INPUT:

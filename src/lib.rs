pub mod config;
pub mod enums;
pub mod error;
pub mod models;
pub mod rules;
pub mod credentials;
pub mod providers;
pub mod db;
pub mod store;
pub mod notify;
pub mod bot;
pub mod services;
pub mod alert_checker;
pub mod scheduler;
pub mod api;

pub use config::Config;
pub use enums::{ Chain, Condition, DataSource, EntityKind, TxDirection };
pub use error::{ AppError, PollError, Result };
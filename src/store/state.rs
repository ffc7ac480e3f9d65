use std::collections::{ BTreeMap, HashMap };

use chrono::{ DateTime, Utc };
use serde::de::DeserializeOwned;

use crate::enums::DataSource;
use crate::error::{ AppError, PollError, PollResult, Result };
use crate::models::{ NormalizedResult, TrackedEntity, TriggerEvent };
use crate::rules::{ evaluate_rules, NewRule, Rule };

pub const KEY_TRACKED_ENTITIES: &str = "trackedEntities";
pub const KEY_RULES: &str = "rules";
pub const KEY_LAST_VALUES: &str = "lastValues";
pub const KEY_DATA_SOURCE: &str = "dataSource";

pub const PERSISTED_KEYS: [&str; 4] = [
    KEY_TRACKED_ENTITIES,
    KEY_RULES,
    KEY_LAST_VALUES,
    KEY_DATA_SOURCE,
];

/// Everything the monitor knows: tracked entities, their rules and last observed values.
#[derive(Debug, Clone, Default)]
pub struct DashboardState {
    pub entities: Vec<TrackedEntity>,
    pub rules: BTreeMap<String, Vec<Rule>>,
    pub last_values: HashMap<String, f64>,
    pub data_source: DataSource,
    /// Latest successful result per entity. Not persisted.
    pub latest: HashMap<String, NormalizedResult>,
    last_rule_id: i64,
}

/// What one poll cycle changed.
#[derive(Debug, Default)]
pub struct AppliedPoll {
    pub events: Vec<TriggerEvent>,
    pub updated: usize,
    pub failures: Vec<(String, PollError)>,
    /// Results dropped because their entity was removed or replaced mid-flight.
    pub discarded: usize,
}

impl DashboardState {
    pub fn new(data_source: DataSource) -> Self {
        Self {
            data_source,
            ..Self::default()
        }
    }

    pub fn entity(&self, id: &str) -> Option<&TrackedEntity> {
        self.entities.iter().find(|e| e.id == id)
    }

    fn require_entity(&self, id: &str) -> Result<&TrackedEntity> {
        self.entity(id).ok_or_else(|| AppError::EntityNotFound(id.to_string()))
    }

    pub fn add_entity(&mut self, entity: TrackedEntity) -> Result<()> {
        for existing in &self.entities {
            let same_id = if entity.is_address() {
                existing.id.eq_ignore_ascii_case(&entity.id)
            } else {
                existing.id == entity.id
            };
            if same_id {
                return Err(AppError::Validation(format!("{} is already tracked", entity.short_id())));
            }

            if
                entity.is_address() &&
                existing.is_address() &&
                existing.display_name.eq_ignore_ascii_case(&entity.display_name)
            {
                return Err(
                    AppError::Validation(format!("A wallet named {} already exists", entity.display_name))
                );
            }
        }

        self.entities.push(entity);
        Ok(())
    }

    /// Removes an entity along with its rules and values.
    pub fn remove_entity(&mut self, id: &str) -> Result<TrackedEntity> {
        let position = self.entities
            .iter()
            .position(|e| e.id == id)
            .ok_or_else(|| AppError::EntityNotFound(id.to_string()))?;

        let removed = self.entities.remove(position);
        self.rules.remove(id);
        self.last_values.remove(id);
        self.latest.remove(id);
        Ok(removed)
    }

    pub fn rules_for(&self, entity_id: &str) -> &[Rule] {
        self.rules.get(entity_id).map(Vec::as_slice).unwrap_or(&[])
    }

    /// Ids are creation timestamps in ms, bumped when two rules land in the same ms.
    pub fn add_rule(&mut self, entity_id: &str, request: NewRule, now_ms: i64) -> Result<Rule> {
        self.require_entity(entity_id)?;

        let id = now_ms.max(self.last_rule_id + 1);
        let rule = Rule::new(id, entity_id, request)?;
        self.last_rule_id = id;

        self.rules.entry(entity_id.to_string()).or_default().push(rule.clone());
        Ok(rule)
    }

    pub fn remove_rule(&mut self, entity_id: &str, rule_id: i64) -> Result<Rule> {
        let rules = self.rules.get_mut(entity_id).ok_or(AppError::RuleNotFound(rule_id))?;
        let position = rules
            .iter()
            .position(|r| r.id == rule_id)
            .ok_or(AppError::RuleNotFound(rule_id))?;

        let removed = rules.remove(position);
        if rules.is_empty() {
            self.rules.remove(entity_id);
        }
        Ok(removed)
    }

    fn rule_mut(&mut self, entity_id: &str, rule_id: i64) -> Result<&mut Rule> {
        self.rules
            .get_mut(entity_id)
            .and_then(|rules| rules.iter_mut().find(|r| r.id == rule_id))
            .ok_or(AppError::RuleNotFound(rule_id))
    }

    pub fn pause_rule(&mut self, entity_id: &str, rule_id: i64) -> Result<Rule> {
        let rule = self.rule_mut(entity_id, rule_id)?;
        rule.pause();
        Ok(rule.clone())
    }

    pub fn resume_rule(&mut self, entity_id: &str, rule_id: i64) -> Result<Rule> {
        let rule = self.rule_mut(entity_id, rule_id)?;
        rule.resume();
        Ok(rule.clone())
    }

    /// Returns whether the source actually changed.
    pub fn set_data_source(&mut self, source: DataSource) -> bool {
        let changed = self.data_source != source;
        self.data_source = source;
        changed
    }

    /// Applies one cycle's results: evaluates rules against the stored previous value,
    /// then records the new value.
    ///
    /// `snapshot` is the entity list the poll was started with. Results whose entity has
    /// since been removed or re-added are dropped. Failed fetches leave the last value alone.
    pub fn apply_poll(
        &mut self,
        snapshot: &[TrackedEntity],
        mut results: HashMap<String, PollResult<NormalizedResult>>,
        now: DateTime<Utc>
    ) -> AppliedPoll {
        let mut applied = AppliedPoll::default();

        for polled in snapshot {
            let Some(result) = results.remove(&polled.id) else {
                continue;
            };

            let current = match self.entities.iter().find(|e| e.id == polled.id) {
                Some(entity) if entity.added_at == polled.added_at => entity,
                _ => {
                    applied.discarded += 1;
                    continue;
                }
            };

            match result {
                Ok(result) if result.value.is_finite() => {
                    let previous = self.last_values.get(&current.id).copied();
                    if let Some(rules) = self.rules.get_mut(&current.id) {
                        applied.events.extend(
                            evaluate_rules(current, rules, previous, result.value, now)
                        );
                    }

                    self.last_values.insert(current.id.clone(), result.value);
                    self.latest.insert(current.id.clone(), result);
                    applied.updated += 1;
                }
                Ok(result) => {
                    applied.failures.push((
                        polled.id.clone(),
                        PollError::Parse(format!("non-finite value {}", result.value)),
                    ));
                }
                Err(e) => applied.failures.push((polled.id.clone(), e)),
            }
        }

        applied
    }

    /// Serializes the persisted keys.
    pub fn to_persisted(&self) -> Result<Vec<(&'static str, String)>> {
        Ok(
            vec![
                (KEY_TRACKED_ENTITIES, serde_json::to_string(&self.entities)?),
                (KEY_RULES, serde_json::to_string(&self.rules)?),
                (KEY_LAST_VALUES, serde_json::to_string(&self.last_values)?),
                (KEY_DATA_SOURCE, serde_json::to_string(&self.data_source)?)
            ]
        )
    }

    /// Rebuilds state from persisted documents.
    ///
    /// A missing or unreadable key falls back to its default. Rules that fail validation,
    /// and rules or values that belong to no tracked entity, are dropped.
    pub fn from_persisted(docs: &HashMap<String, String>, default_source: DataSource) -> Self {
        let entities: Vec<TrackedEntity> = decode(docs, KEY_TRACKED_ENTITIES).unwrap_or_default();
        let mut rules: BTreeMap<String, Vec<Rule>> = decode(docs, KEY_RULES).unwrap_or_default();
        let mut last_values: HashMap<String, f64> = decode(docs, KEY_LAST_VALUES).unwrap_or_default();

        let data_source = match docs.get(KEY_DATA_SOURCE) {
            Some(raw) =>
                serde_json
                    ::from_str::<DataSource>(raw)
                    .ok()
                    .or_else(|| raw.trim().parse().ok())
                    .unwrap_or(default_source),
            None => default_source,
        };

        for (entity_id, list) in rules.iter_mut() {
            list.retain(|rule| {
                match rule.validate() {
                    Ok(()) => true,
                    Err(e) => {
                        tracing::warn!(entity = %entity_id, rule_id = rule.id, error = %e, "Dropping invalid persisted rule");
                        false
                    }
                }
            });
        }

        let known = |id: &String| entities.iter().any(|e| &e.id == id);
        rules.retain(|id, list| known(id) && !list.is_empty());
        last_values.retain(|id, v| known(id) && v.is_finite());

        let last_rule_id = rules
            .values()
            .flatten()
            .map(|r| r.id)
            .max()
            .unwrap_or(0);

        Self {
            entities,
            rules,
            last_values,
            data_source,
            latest: HashMap::new(),
            last_rule_id,
        }
    }
}

fn decode<T: DeserializeOwned>(docs: &HashMap<String, String>, key: &str) -> Option<T> {
    let raw = docs.get(key)?;
    match serde_json::from_str(raw) {
        Ok(value) => Some(value),
        Err(e) => {
            tracing::warn!(key, error = %e, "Discarding unreadable persisted value");
            None
        }
    }
}
use std::collections::HashMap;
use std::sync::Arc;
use std::time::Duration;

use async_trait::async_trait;
use reqwest::StatusCode;

use crate::enums::{ DataSource, EntityKind };
use crate::error::{ AppError, PollError, PollResult, Result };
use crate::models::{ AddressActivity, NormalizedResult, TrackedEntity };

pub mod binance;
pub mod coingecko;
pub mod mempool;
pub mod moralis;

pub use binance::BinanceProvider;
pub use coingecko::{ CoinGeckoProvider, CoinSearchResult };
pub use mempool::MempoolProvider;
pub use moralis::MoralisProvider;

/// A price source for tracked coins.
#[async_trait]
pub trait PriceProvider: Send + Sync {
    fn source(&self) -> DataSource;

    /// Fetches prices for all given coins in one batch, keyed by entity id.
    ///
    /// Coins the upstream does not know are simply absent from the map.
    async fn fetch_prices(
        &self,
        coins: &[TrackedEntity]
    ) -> PollResult<HashMap<String, NormalizedResult>>;
}

/// A transaction feed for wallet addresses.
#[async_trait]
pub trait TransactionProvider: Send + Sync {
    fn supports(&self, kind: EntityKind) -> bool;

    /// Recent transactions plus the address's cumulative transaction count.
    async fn fetch_activity(&self, address: &str) -> PollResult<AddressActivity>;
}

pub fn http_client(timeout: Duration) -> Result<reqwest::Client> {
    reqwest::Client
        ::builder()
        .timeout(timeout)
        .user_agent(concat!("crypto-watch/", env!("CARGO_PKG_VERSION")))
        .build()
        .map_err(|e| AppError::Config(format!("Failed to build HTTP client: {}", e)))
}

/// Maps a non-success status to a poll error.
///
/// Only keyed providers treat 401/403/429 as a credential problem; elsewhere those are
/// ordinary upstream failures.
pub(crate) fn check_status(status: StatusCode, keyed: bool) -> PollResult<()> {
    if status.is_success() {
        return Ok(());
    }

    let code = status.as_u16();
    match status {
        StatusCode::UNAUTHORIZED | StatusCode::FORBIDDEN | StatusCode::TOO_MANY_REQUESTS if keyed => {
            Err(PollError::Credential(code))
        }
        _ => Err(PollError::Upstream(code)),
    }
}

pub(crate) fn parse_json<T: serde::de::DeserializeOwned>(body: &str) -> PollResult<T> {
    serde_json::from_str(body).map_err(|e| PollError::Parse(e.to_string()))
}

/// Explorers report counts either as JSON numbers or as decimal strings.
#[derive(serde::Deserialize)]
#[serde(untagged)]
pub(crate) enum Count {
    Number(u64),
    Text(String),
}

impl Count {
    pub(crate) fn value(&self) -> PollResult<u64> {
        match self {
            Count::Number(n) => Ok(*n),
            Count::Text(s) =>
                s.trim().parse().map_err(|_| PollError::Parse(format!("invalid count: {}", s))),
        }
    }
}

/// Price providers keyed by source, so the active one can be switched at runtime.
pub struct PriceProviders {
    providers: HashMap<DataSource, Arc<dyn PriceProvider>>,
}

impl PriceProviders {
    pub fn new(list: Vec<Arc<dyn PriceProvider>>) -> Self {
        Self {
            providers: list
                .into_iter()
                .map(|p| (p.source(), p))
                .collect(),
        }
    }

    pub fn get(&self, source: DataSource) -> Option<Arc<dyn PriceProvider>> {
        self.providers.get(&source).cloned()
    }
}

#[cfg(test)]
mod tests {
    use super::*;

    #[test]
    fn test_check_status() {
        assert_eq!(check_status(StatusCode::OK, true), Ok(()));
        assert_eq!(check_status(StatusCode::UNAUTHORIZED, true), Err(PollError::Credential(401)));
        assert_eq!(
            check_status(StatusCode::TOO_MANY_REQUESTS, true),
            Err(PollError::Credential(429))
        );
        assert_eq!(
            check_status(StatusCode::TOO_MANY_REQUESTS, false),
            Err(PollError::Upstream(429))
        );
        assert_eq!(
            check_status(StatusCode::INTERNAL_SERVER_ERROR, true),
            Err(PollError::Upstream(500))
        );
    }

    #[test]
    fn test_count_accepts_numbers_and_strings() {
        let counts: Vec<Count> = parse_json(r#"[12, "345", "x"]"#).unwrap();
        assert_eq!(counts[0].value(), Ok(12));
        assert_eq!(counts[1].value(), Ok(345));
        assert!(matches!(counts[2].value(), Err(PollError::Parse(_))));
    }
}
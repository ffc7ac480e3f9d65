use std::sync::Arc;

use anyhow::Context;
use crypto_watch::{
    alert_checker::AlertChecker,
    api::{ self, AppState },
    bot::TelegramNotifier,
    credentials::CredentialRotator,
    db::{ KeyValueStore, MemoryKeyValueStore, SeaOrmKeyValueStore },
    notify::{ LogNotifier, NotificationDispatcher, Notifier },
    providers::{
        http_client,
        BinanceProvider,
        CoinGeckoProvider,
        MempoolProvider,
        MoralisProvider,
        PriceProvider,
        PriceProviders,
        TransactionProvider,
    },
    scheduler::MonitorScheduler,
    services::{ Poller, PriceAlertService, WatchlistService },
    store::StateStore,
    Config,
};
use sea_orm_migration::MigratorTrait;
use tracing_subscriber::{ layer::SubscriberExt, util::SubscriberInitExt };

#[tokio::main]
async fn main() -> anyhow::Result<()> {
    tracing_subscriber
        ::registry()
        .with(
            tracing_subscriber::EnvFilter
                ::try_from_default_env()
                .unwrap_or_else(|_| "crypto_watch=debug,tower_http=debug".into())
        )
        .with(tracing_subscriber::fmt::layer())
        .init();

    let config = Config::from_env().map_err(|e| anyhow::anyhow!("Invalid configuration: {}", e))?;

    tracing::info!(source = %config.data_source, "Starting crypto-watch");

    let backend: Arc<dyn KeyValueStore> = match &config.database_url {
        Some(url) => {
            let db = sea_orm::Database::connect(url).await.context("Failed to connect to database")?;
            tracing::info!("Database connected successfully");

            migration::Migrator::up(&db, None).await.context("Failed to run migrations")?;
            tracing::info!("Migrations completed successfully");

            Arc::new(SeaOrmKeyValueStore::new(db))
        }
        None => {
            tracing::warn!("DATABASE_URL not set, state will not survive a restart");
            Arc::new(MemoryKeyValueStore::new())
        }
    };

    let store = Arc::new(StateStore::load(backend, config.data_source).await);

    let client = http_client(config.request_timeout)?;
    let coingecko = Arc::new(
        CoinGeckoProvider::new(
            client.clone(),
            &config.endpoints.coingecko,
            config.coingecko_api_key.clone()
        )
    );
    let binance = Arc::new(BinanceProvider::new(client.clone(), &config.endpoints.binance));
    let price_providers = PriceProviders::new(
        vec![coingecko.clone() as Arc<dyn PriceProvider>, binance as Arc<dyn PriceProvider>]
    );

    let mut transaction_providers: Vec<Arc<dyn TransactionProvider>> = vec![
        Arc::new(MempoolProvider::new(client.clone(), &config.endpoints.mempool))
    ];
    let credentials = if config.moralis_api_keys.is_empty() {
        tracing::warn!("MORALIS_API_KEYS not set, EVM wallets will not be monitored");
        None
    } else {
        let pool = Arc::new(CredentialRotator::new("moralis", config.moralis_api_keys.clone())?);
        tracing::info!(keys = pool.status().await.total, "Moralis credential pool initialized");
        transaction_providers.push(
            Arc::new(MoralisProvider::new(client.clone(), &config.endpoints.moralis, pool.clone()))
        );
        Some(pool)
    };

    let poller = Arc::new(Poller::new(price_providers, transaction_providers));

    let mut sinks: Vec<Arc<dyn Notifier>> = vec![Arc::new(LogNotifier)];
    if let Some(telegram) = &config.telegram {
        sinks.push(Arc::new(TelegramNotifier::new(&telegram.bot_token, telegram.chat_id)));
        tracing::info!("Telegram notifications enabled");
    }
    let dispatcher = NotificationDispatcher::new(sinks);

    let checker = Arc::new(
        AlertChecker::new(store.clone(), poller, dispatcher, config.warning_interval)
    );
    let scheduler = Arc::new(MonitorScheduler::new(checker.clone(), config.poll_intervals));
    scheduler.start().await;

    let app_state = AppState::new(
        store.clone(),
        Arc::new(WatchlistService::new(store.clone(), coingecko)),
        Arc::new(PriceAlertService::new(store.clone())),
        checker,
        scheduler.clone(),
        credentials
    );

    let addr = config.server_addr();
    let listener = tokio::net::TcpListener
        ::bind(&addr).await
        .with_context(|| format!("Failed to bind {}", addr))?;
    tracing::info!("Server listening on {}", addr);

    axum
        ::serve(listener, api::router(app_state))
        .with_graceful_shutdown(shutdown_signal()).await
        .context("Server error")?;

    scheduler.shutdown().await;
    tracing::info!("Shutdown complete");

    Ok(())
}

async fn shutdown_signal() {
    if let Err(e) = tokio::signal::ctrl_c().await {
        tracing::error!(error = %e, "Failed to listen for shutdown signal");
        std::future::pending::<()>().await;
    }
}
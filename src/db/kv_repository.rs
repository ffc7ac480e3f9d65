use async_trait::async_trait;
use chrono::Utc;
use sea_orm::{ sea_query::OnConflict, ActiveValue, DatabaseConnection, EntityTrait };

use crate::db::entity::kv_entry;
use crate::error::Result;

use super::KeyValueStore;

/// Key-value documents in the `kv_entries` table.
#[derive(Clone)]
pub struct SeaOrmKeyValueStore {
    db: DatabaseConnection,
}

impl SeaOrmKeyValueStore {
    pub fn new(db: DatabaseConnection) -> Self {
        Self { db }
    }
}

#[async_trait]
impl KeyValueStore for SeaOrmKeyValueStore {
    fn backend(&self) -> &'static str {
        "postgres"
    }

    async fn get(&self, key: &str) -> Result<Option<String>> {
        let entry = kv_entry::Entity::find_by_id(key.to_string()).one(&self.db).await?;
        Ok(entry.map(|e| e.value))
    }

    async fn put(&self, key: &str, value: String) -> Result<()> {
        let entry = kv_entry::ActiveModel {
            key: ActiveValue::Set(key.to_string()),
            value: ActiveValue::Set(value),
            updated_at: ActiveValue::Set(Utc::now()),
        };

        kv_entry::Entity
            ::insert(entry)
            .on_conflict(
                OnConflict::column(kv_entry::Column::Key)
                    .update_columns([kv_entry::Column::Value, kv_entry::Column::UpdatedAt])
                    .to_owned()
            )
            .exec(&self.db).await?;

        Ok(())
    }

    async fn delete(&self, key: &str) -> Result<()> {
        kv_entry::Entity::delete_by_id(key.to_string()).exec(&self.db).await?;
        Ok(())
    }
}
pub use sea_orm_migration::prelude::*;

mod m20250101_000001_create_kv_entries_table;

pub struct Migrator;

#[async_trait::async_trait]
impl MigratorTrait for Migrator {
    fn migrations() -> Vec<Box<dyn MigrationTrait>> {
        vec![Box::new(m20250101_000001_create_kv_entries_table::Migration)]
    }
}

EXERCISE DIRECTIONS: Return every line of the preceding records in which the word "PriceProviders" appears.

YOUR RESPONSE:
pub struct PriceProviders {
impl PriceProviders {
        PriceProviders,
    let price_providers = PriceProviders::new(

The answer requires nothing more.